Records for processing: Begin
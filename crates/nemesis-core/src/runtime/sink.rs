// nemesis-core/src/runtime/sink.rs
// ============================================================================
// Module: In-Memory Result Sink
// Description: Result sink that keeps run results in memory.
// Purpose: Collect results for tests and in-process consumers.
// Dependencies: crate::{core, interfaces}
// ============================================================================

//! ## Overview
//! [`InMemoryResultSink`] clones each recorded [`RunResult`] into a shared
//! vector. Clones share the same storage, so a caller can hand one clone to
//! the profiler and read results through another.

// ============================================================================
// SECTION: Imports
// ============================================================================

use std::sync::Arc;
use std::sync::Mutex;

use crate::core::RunResult;
use crate::interfaces::ResultSink;
use crate::interfaces::SinkError;

// ============================================================================
// SECTION: In-Memory Sink
// ============================================================================

/// Result sink storing every recorded result in emission order.
#[derive(Debug, Clone, Default)]
pub struct InMemoryResultSink {
    /// Recorded results.
    results: Arc<Mutex<Vec<RunResult>>>,
}

impl InMemoryResultSink {
    /// Creates an empty sink.
    #[must_use]
    pub fn new() -> Self {
        Self::default()
    }

    /// Returns a snapshot of the recorded results.
    ///
    /// # Errors
    ///
    /// Returns [`SinkError::Closed`] when the result mutex is poisoned.
    pub fn results(&self) -> Result<Vec<RunResult>, SinkError> {
        let guard = self
            .results
            .lock()
            .map_err(|_| SinkError::Closed("in-memory sink lock poisoned".to_string()))?;
        Ok(guard.clone())
    }
}

impl ResultSink for InMemoryResultSink {
    fn record(&self, result: &RunResult) -> Result<(), SinkError> {
        let mut guard = self
            .results
            .lock()
            .map_err(|_| SinkError::Closed("in-memory sink lock poisoned".to_string()))?;
        guard.push(result.clone());
        Ok(())
    }
}
/// Drops each listed column that exists.
fn drop_columns(
    connection: &mut dyn Connection,
    table: &str,
    columns: &[&str],
) -> Result<(), BackendError> {
    for column in columns {
        if column_exists(connection, table, column)? {
            connection.execute_batch(&format!("ALTER TABLE {table} DROP COLUMN {column};"))?;
        }
    }
    Ok(())
}

/// Cleanup dropping the listed indexes and then the listed columns.
fn revert(
    table: &str,
    indexes: &[&str],
    columns: &[&'static str],
) -> impl Fn(&mut dyn Connection) -> Result<(), BackendError> + Send + Sync + use<> {
    let table = table.to_string();
    let drop_indexes: String =
        indexes.iter().map(|index| format!("DROP INDEX IF EXISTS {index};")).collect();
    let columns = columns.to_vec();
    move |connection| {
        if !drop_indexes.is_empty() {
            connection.execute_batch(&drop_indexes)?;
        }
        drop_columns(connection, &table, &columns)
    }
}

// ============================================================================
// SECTION: Catalog
// ============================================================================

/// Builds the default catalog against `table`.
///
/// # Errors
///
/// Returns [`SqliteBackendError::Invalid`] when `table` is not a plain
/// identifier.
pub fn default_catalog(table: &str) -> Result<Catalog, SqliteBackendError> {
    validate_identifier(table)?;
    let operations = vec![
        create_index_on_column(table),
        create_unique_constraint_on_column(table),
        create_index_on_nullable_column(table),
        create_invisible_index_on_column(table),
        create_online_index_on_column(table),
        rename_index(table),
        drop_index_on_column(table),
        drop_foreign_key_constraint(table),
        add_nullable_column(table),
        add_non_nullable_column(table),
        add_virtual_column(table),
        drop_nullable_column(table),
        drop_non_nullable_column(table),
        rename_nullable_column(table),
        rename_non_nullable_column(table),
        modify_data_type_on_nullable_column(table),
        modify_data_type_on_non_nullable_column(table),
        modify_data_type_from_int_to_text(table),
        set_default_expression_on_nullable_column(table),
        set_default_expression_on_non_nullable_column(table),
        make_column_nullable(table),
        make_column_non_nullable(table),
        add_non_nullable_foreign_key(table),
        add_nullable_foreign_key(table),
        rename_table(table),
    ];
    Catalog::new(DEFAULT_CATALOG_NAME, operations)
        .map_err(|err| SqliteBackendError::Invalid(err.to_string()))
}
Records for processing: End
- _Work request_: Collect every line with the string "InMemoryResultSink" from the records, and copy each.

- _Your solution_:
//! [`InMemoryResultSink`] clones each recorded [`RunResult`] into a shared
pub struct InMemoryResultSink {
impl InMemoryResultSink {
impl ResultSink for InMemoryResultSink {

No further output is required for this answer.